The noble Lord, Lord Byers, said that the Yellow Book made very little impact on anybody outside the Liberal Party. So far my ideas have made no impact on anybody, but that will not deter me from putting them forward again. The reason why I do so is that I think that in this country there is an area of enterprise which greatly needs a new type of company for entirely different reasons from those that we are discussing now. Those are the close companies, the partnerships, the unquoted companies. Their legal status is, to say the least, ambiguous and their fiscal position is deplorable. The small family business—although many of them are not small—is far too heavily taxed.

If we want partnership in industry, which I gather is being advocated by the noble Lord, Lord Byers, and apparently it has not been turned down by the noble Lord, Lord Cullen of Ashbourne, surely the way to get it is to have a company that is a real partnership right from the beginning. I do not think you can attach to the ordinary public company these ideas of partnership that are now being canvassed, because the employees' position is always going to be a small one; he is not going to have control of the company. Even with wide profit-sharing schemes and shareholding schemes, he is not going to have a great deal of influence on management, as a shareholder, as an employee or whatever. Therefore, if we really mean that we want to develop a partnership the thing to do in a new type of company is to have fixed value and fixed interest shares which are non-transferable; in other words, get them out of Stock Exchange gambling.

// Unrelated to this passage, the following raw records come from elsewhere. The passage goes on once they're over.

//! Automaton instruction set and validated programs.
use std::fmt::{self, Write as _};

use serde::Serialize;

use crate::classify::{class_name, ClassId};
use crate::BoundaryKind;

/// Longest program the simulator can run. Each thread list tracks pending
/// program counters in a `u64`, one bit per instruction.
pub const MAX_PROGRAM_LEN: usize = 64;

const _: () = assert!(MAX_PROGRAM_LEN <= u64::BITS as usize);

/// One automaton instruction.
///
/// `MatchClassRange(lo, hi)` and `MatchExcludedClassRange(lo, hi)` refer to
/// the slice `lo..hi` of the program's class pool.
#[derive(Debug, Clone, Copy, PartialEq, Eq, Serialize)]
pub enum Inst {
    /// Succeeds only at index 0 of the text.
    MatchStartOfText,
    /// Succeeds only at the end of the text.
    MatchEndOfText,
    Jump(usize),
    Fork(usize, usize),
    NoOp,
    MatchAny,
    MatchClass(ClassId),
    MatchNotClass(ClassId),
    /// Consumes a code point tagged with any class in the pool range.
    MatchClassRange(u16, u16),
    /// Consumes a code point tagged with no class in the pool range.
    MatchExcludedClassRange(u16, u16),
    /// Accept.
    Halt,
}

impl Inst {
    /// True for instructions that consume a code point.
    pub fn is_consuming(&self) -> bool {
        matches!(
            self,
            Inst::MatchAny
                | Inst::MatchClass(_)
                | Inst::MatchNotClass(_)
                | Inst::MatchClassRange(..)
                | Inst::MatchExcludedClassRange(..)
        )
    }
}

impl fmt::Display for Inst {
    fn fmt(&self, f: &mut fmt::Formatter<'_>) -> fmt::Result {
        match self {
            Inst::MatchStartOfText => write!(f, "sot"),
            Inst::MatchEndOfText => write!(f, "eot"),
            Inst::Jump(target) => write!(f, "jump {target}"),
            Inst::Fork(a, b) => write!(f, "fork {a}, {b}"),
            Inst::NoOp => write!(f, "nop"),
            Inst::MatchAny => write!(f, "any"),
            Inst::MatchClass(id) => write!(f, "class #{}", id.0),
            Inst::MatchNotClass(id) => write!(f, "notclass #{}", id.0),
            Inst::MatchClassRange(lo, hi) => write!(f, "classes [{lo}..{hi}]"),
            Inst::MatchExcludedClassRange(lo, hi) => write!(f, "notclasses [{lo}..{hi}]"),
            Inst::Halt => write!(f, "halt"),
        }
    }
}

/// Reasons a program or rule table is rejected at compile time.
#[derive(Debug, Clone, PartialEq, Eq, thiserror::Error)]
pub enum ProgramError {
    #[error("program is empty")]
    Empty,

    #[error("program has {len} instructions but at most {max} are supported")]
    TooLong { len: usize, max: usize },

    #[error("instruction {pc} jumps to {target}, outside the program")]
    BadTarget { pc: usize, target: usize },

    #[error("instruction {pc} uses class range {lo}..{hi} but the pool holds {pool}")]
    BadClassRange {
        pc: usize,
        lo: u16,
        hi: u16,
        pool: usize,
    },

    #[error("rule table ends with '{0}', which is not a wildcard")]
    MissingWildcard(String),
}

impl From<ProgramError> for unicorn_core::Error {
    fn from(err: ProgramError) -> Self {
        unicorn_core::Error::internal(err.to_string())
    }
}

/// An immutable, validated instruction sequence plus its class pool.
#[derive(Debug, Clone, PartialEq, Eq, Serialize)]
pub struct Program {
    insts: Vec<Inst>,
    class_pool: Vec<ClassId>,
}

impl Program {
    /// Validate and wrap an instruction sequence.
    ///
    /// Rejects programs longer than [`MAX_PROGRAM_LEN`], jump and fork
    /// targets outside the program and class ranges outside the pool.
    pub fn new(insts: Vec<Inst>, class_pool: Vec<ClassId>) -> Result<Self, ProgramError> {
        if insts.is_empty() {
            return Err(ProgramError::Empty);
        }
        if insts.len() > MAX_PROGRAM_LEN {
            return Err(ProgramError::TooLong {
                len: insts.len(),
                max: MAX_PROGRAM_LEN,
            });
        }

        let len = insts.len();
        for (pc, inst) in insts.iter().enumerate() {
            match *inst {
                Inst::Jump(target) if target >= len => {
                    return Err(ProgramError::BadTarget { pc, target });
                }
                Inst::Fork(a, b) if a >= len || b >= len => {
                    let target = if a >= len { a } else { b };
                    return Err(ProgramError::BadTarget { pc, target });
                }
                Inst::MatchClassRange(lo, hi) | Inst::MatchExcludedClassRange(lo, hi)
                    if lo > hi || usize::from(hi) > class_pool.len() =>
                {
                    return Err(ProgramError::BadClassRange {
                        pc,
                        lo,
                        hi,
                        pool: class_pool.len(),
                    });
                }
                // Falling off the end would leave the simulator without an
                // instruction to dispatch.
                Inst::MatchStartOfText
                | Inst::MatchEndOfText
                | Inst::NoOp
                | Inst::MatchAny
                | Inst::MatchClass(_)
                | Inst::MatchNotClass(_)
                | Inst::MatchClassRange(..)
                | Inst::MatchExcludedClassRange(..)
                    if pc + 1 == len =>
                {
                    return Err(ProgramError::BadTarget { pc, target: len });
                }
                _ => {}
            }
        }

        Ok(Self { insts, class_pool })
    }

    /// The program that accepts at every position.
    pub fn wildcard() -> Self {
        Self {
            insts: vec![Inst::Halt],
            class_pool: Vec::new(),
        }
    }

    pub fn len(&self) -> usize {
        self.insts.len()
    }

    pub fn is_empty(&self) -> bool {
        self.insts.is_empty()
    }

    pub fn insts(&self) -> &[Inst] {
        &self.insts
    }

    pub fn get(&self, pc: usize) -> Option<Inst> {
        self.insts.get(pc).copied()
    }

    pub fn class_pool(&self) -> &[ClassId] {
        &self.class_pool
    }

    /// Pool slice referenced by a range instruction. Ranges were checked in
    /// [`Program::new`].
    pub fn classes(&self, lo: u16, hi: u16) -> &[ClassId] {
        self.class_pool
            .get(usize::from(lo)..usize::from(hi))
            .unwrap_or(&[])
    }

    /// True when the program accepts without consuming anything.
    pub fn is_wildcard(&self) -> bool {
        self.insts.first() == Some(&Inst::Halt)
    }

    /// Human-readable listing with class names resolved for `kind`.
    pub fn disassemble(&self, kind: BoundaryKind) -> String {
        let mut out = String::new();
        for (pc, inst) in self.insts.iter().enumerate() {
            let _ = write!(out, "{pc:04}  ");
            let _ = match *inst {
                Inst::MatchClass(id) => write!(out, "class {}", class_name(kind, id)),
                Inst::MatchNotClass(id) => write!(out, "notclass {}", class_name(kind, id)),
                Inst::MatchClassRange(lo, hi) => {
                    write!(out, "classes {}", self.range_names(kind, lo, hi))
                }
                Inst::MatchExcludedClassRange(lo, hi) => {
                    write!(out, "notclasses {}", self.range_names(kind, lo, hi))
                }
                other => write!(out, "{other}"),
            };
            out.push('\n');
        }
        out
    }

    fn range_names(&self, kind: BoundaryKind, lo: u16, hi: u16) -> String {
        let names: Vec<&str> = self
            .classes(lo, hi)
            .iter()
            .map(|&id| class_name(kind, id))
            .collect();
        format!("[{}]", names.join(" "))
    }
}

impl fmt::Display for Program {
    fn fmt(&self, f: &mut fmt::Formatter<'_>) -> fmt::Result {
        for (pc, inst) in self.insts.iter().enumerate() {
            writeln!(f, "{pc:04}  {inst}")?;
        }
        Ok(())
    }
}
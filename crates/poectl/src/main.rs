//! poectl entry point.

use std::process::ExitCode;

use clap::Parser;

use poectl::Cli;

#[cfg(all(target_os = "linux", any(target_arch = "x86", target_arch = "x86_64")))]
fn main() -> ExitCode {
    use log::{error, info};
    use poe_pse::smbus::SMB_WINDOW_LEN;
    use poe_pse::IoPorts;
    use poectl::CtlError;

    fn failure_code(err: &CtlError) -> ExitCode {
        ExitCode::from((-err.code()).clamp(1, 255) as u8)
    }

    let cli = Cli::parse();

    env_logger::Builder::from_env(
        env_logger::Env::default().default_filter_or(&cli.log_level),
    )
    .init();

    info!(
        "poectl: SMBus host at {:#06x}, timeout {} units",
        cli.smbus_base, cli.timeout
    );

    // The six-byte host register block is the only I/O this process touches.
    let io = match unsafe { IoPorts::request(cli.smbus_base, SMB_WINDOW_LEN) } {
        Ok(io) => io,
        Err(e) => {
            error!("cannot map SMBus host window at {:#06x}: {e}", cli.smbus_base);
            return failure_code(&CtlError::from(e));
        }
    };

    match poectl::run_tool(&cli, io) {
        Ok(out) => {
            if !out.is_empty() {
                println!("{out}");
            }
            ExitCode::SUCCESS
        }
        Err(e) => {
            error!("{e}");
            failure_code(&e)
        }
    }
}

#[cfg(not(all(target_os = "linux", any(target_arch = "x86", target_arch = "x86_64"))))]
fn main() -> ExitCode {
    let _ = Cli::parse();
    eprintln!("poectl drives x86 I/O ports; this build target has no SMBus host window");
    ExitCode::FAILURE
}
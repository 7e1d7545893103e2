//! Error types for the PSE driver stack.

use std::fmt;

use thiserror::Error;

/// Polling phase of a bus transaction.
#[derive(Debug, Clone, Copy, PartialEq, Eq)]
pub enum BusPhase {
    /// Draining stale host state, waiting for the idle-ready sentinel.
    Idle,
    /// Waiting for an issued transaction to reach the completion sentinel.
    Transfer,
}

impl fmt::Display for BusPhase {
    fn fmt(&self, f: &mut fmt::Formatter<'_>) -> fmt::Result {
        f.write_str(match self {
            BusPhase::Idle => "idle wait",
            BusPhase::Transfer => "transfer wait",
        })
    }
}

/// Errors surfaced by the PSE driver.
#[derive(Error, Debug)]
pub enum PseError {
    /// A polling phase missed its sentinel within the timeout budget.
    #[error("SMBus host busy during {phase}")]
    Busy { phase: BusPhase },

    /// A 2-bit mode encoding the driver does not operate in.
    #[error("unsupported mode encoding {bits:#04b}")]
    InvalidMode { bits: u8 },

    /// Port index outside the chip's four field slots.
    #[error("port {port} exceeds the controller's 4 port slots")]
    InvalidPort { port: u8 },

    /// The I/O-port capability could not be acquired.
    #[error("I/O port access: {0}")]
    Io(#[from] std::io::Error),
}

impl PseError {
    /// Errno-style negative code for integer-facing consumers.
    pub fn code(&self) -> i32 {
        match self {
            PseError::Busy { .. } => -libc::EBUSY,
            PseError::InvalidMode { .. } | PseError::InvalidPort { .. } => -libc::EINVAL,
            PseError::Io(_) => -libc::EIO,
        }
    }
}

/// Result type for PSE driver operations.
pub type PseResult<T> = std::result::Result<T, PseError>;

#[cfg(test)]
mod tests {
    use super::*;

    #[test]
    fn test_error_display() {
        let err = PseError::Busy {
            phase: BusPhase::Idle,
        };
        assert_eq!(err.to_string(), "SMBus host busy during idle wait");

        let err = PseError::InvalidMode { bits: 0b10 };
        assert_eq!(err.to_string(), "unsupported mode encoding 0b10");
    }

    #[test]
    fn test_error_codes() {
        let busy = PseError::Busy {
            phase: BusPhase::Transfer,
        };
        assert_eq!(busy.code(), -16);
        assert_eq!(PseError::InvalidMode { bits: 0 }.code(), -22);
        assert_eq!(PseError::InvalidPort { port: 9 }.code(), -22);
    }
}
//! Driver for the quad-port PoE PSE controller on the switch management bus.
//!
//! The controller chip hangs off an ICH-compatible SMBus host reached
//! through x86 I/O ports. This crate provides:
//!
//! - [`io`]: the narrow `{inb, outb}` capability seam, with the
//!   hardware-backed [`io::IoPorts`] and the fully safe [`sim::SimBus`]
//! - [`smbus`]: the single-byte transaction engine with its busy-clearing
//!   and sentinel-polling protocol
//! - [`regs`]: the chip's register map and field encodings
//! - [`controller`]: the per-port operation set over shared, multi-port
//!   packed registers, serialized behind one lock
//!
//! The chip packs several ports into each register byte, so every setter is
//! a read-modify-write that must leave sibling ports' bits untouched.
//! Composite operations (a mode change touches four registers) are
//! serialized against other callers but are not atomic against partial
//! failure; callers re-issue or read back to reconcile.
//!
//! # Example
//!
//! ```
//! use poe_pse::sim::SimBus;
//! use poe_pse::{PortMode, PseController, SmbusHost};
//!
//! let ctl = PseController::new(SmbusHost::new(SimBus::new(), poe_pse::regs::SMBUS_BASE));
//! ctl.set_port_mode(0, PortMode::Auto).unwrap();
//! assert_eq!(ctl.port_mode(0).unwrap(), PortMode::Auto);
//! assert!(ctl.port_detection(0).unwrap());
//! ```

pub mod controller;
pub mod error;
pub mod io;
pub mod regs;
pub mod sim;
pub mod smbus;

pub use controller::PseController;
pub use error::{BusPhase, PseError, PseResult};
pub use io::PortIo;
pub use regs::{PortMode, Register};
pub use smbus::SmbusHost;

#[cfg(all(target_os = "linux", any(target_arch = "x86", target_arch = "x86_64")))]
pub use io::IoPorts;
//! Error types for poectl.

use thiserror::Error;

use poe_pse::PseError;

/// Errors surfaced by the control tool.
#[derive(Error, Debug)]
pub enum CtlError {
    /// The probe found a chip this tool does not know how to drive.
    #[error("unsupported PSE device id {id:#04x}")]
    UnknownDevice { id: u8 },

    /// Port index beyond the probed port count.
    #[error("port {port} out of range (device has {count} ports)")]
    PortOutOfRange { port: u8, count: u8 },

    /// Driver-level failure.
    #[error(transparent)]
    Pse(#[from] PseError),
}

impl CtlError {
    /// Errno-style negative code, used as the process exit status.
    pub fn code(&self) -> i32 {
        match self {
            CtlError::UnknownDevice { .. } => -libc::ENXIO,
            CtlError::PortOutOfRange { .. } => -libc::EINVAL,
            CtlError::Pse(e) => e.code(),
        }
    }
}

/// Result type for control tool operations.
pub type CtlResult<T> = std::result::Result<T, CtlError>;

#[cfg(test)]
mod tests {
    use super::*;
    use poe_pse::BusPhase;

    #[test]
    fn test_error_display() {
        let err = CtlError::UnknownDevice { id: 0x21 };
        assert_eq!(err.to_string(), "unsupported PSE device id 0x21");

        let err = CtlError::PortOutOfRange { port: 9, count: 4 };
        assert_eq!(err.to_string(), "port 9 out of range (device has 4 ports)");
    }

    #[test]
    fn test_error_codes() {
        assert_eq!(CtlError::UnknownDevice { id: 0 }.code(), -6);
        assert_eq!(CtlError::PortOutOfRange { port: 9, count: 4 }.code(), -22);
        let busy = CtlError::from(PseError::Busy {
            phase: BusPhase::Idle,
        });
        assert_eq!(busy.code(), -16);
    }
}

Many of these companies are afraid to go public because the family does not want to lose control, and they do not want to get into the greedy paws of the take-over people and the asset strippers. So they do not go public, and they suffer all the disabilities of the very high taxation that is levied upon them. So get rid of that by having fixed value fixed interest shares. When all the other arrangements have been made for the disposal of the surplus of the company, every six months or every year, reserves, depreciation and so on, whatever is left, let the partners decide how to divide it up, bonus on wages, bonus on shares or whatever. This is the way to do it, so that all the partners are completely and deeply involved in the business and take part in the management of the business.

I know very well that there is very little chance of ideas like those I am putting forward being accepted unless you can put in a financial inducement; and, of course, the financial inducement is that if you establish the legal basis, the legal status for this kind of company, a close company that takes advantage of this idea and registers as a new kind of company, what I would call a partnership, would get the tax relief that it now should have as a close company. I think a great deal could be done in that direction if we set our minds to it.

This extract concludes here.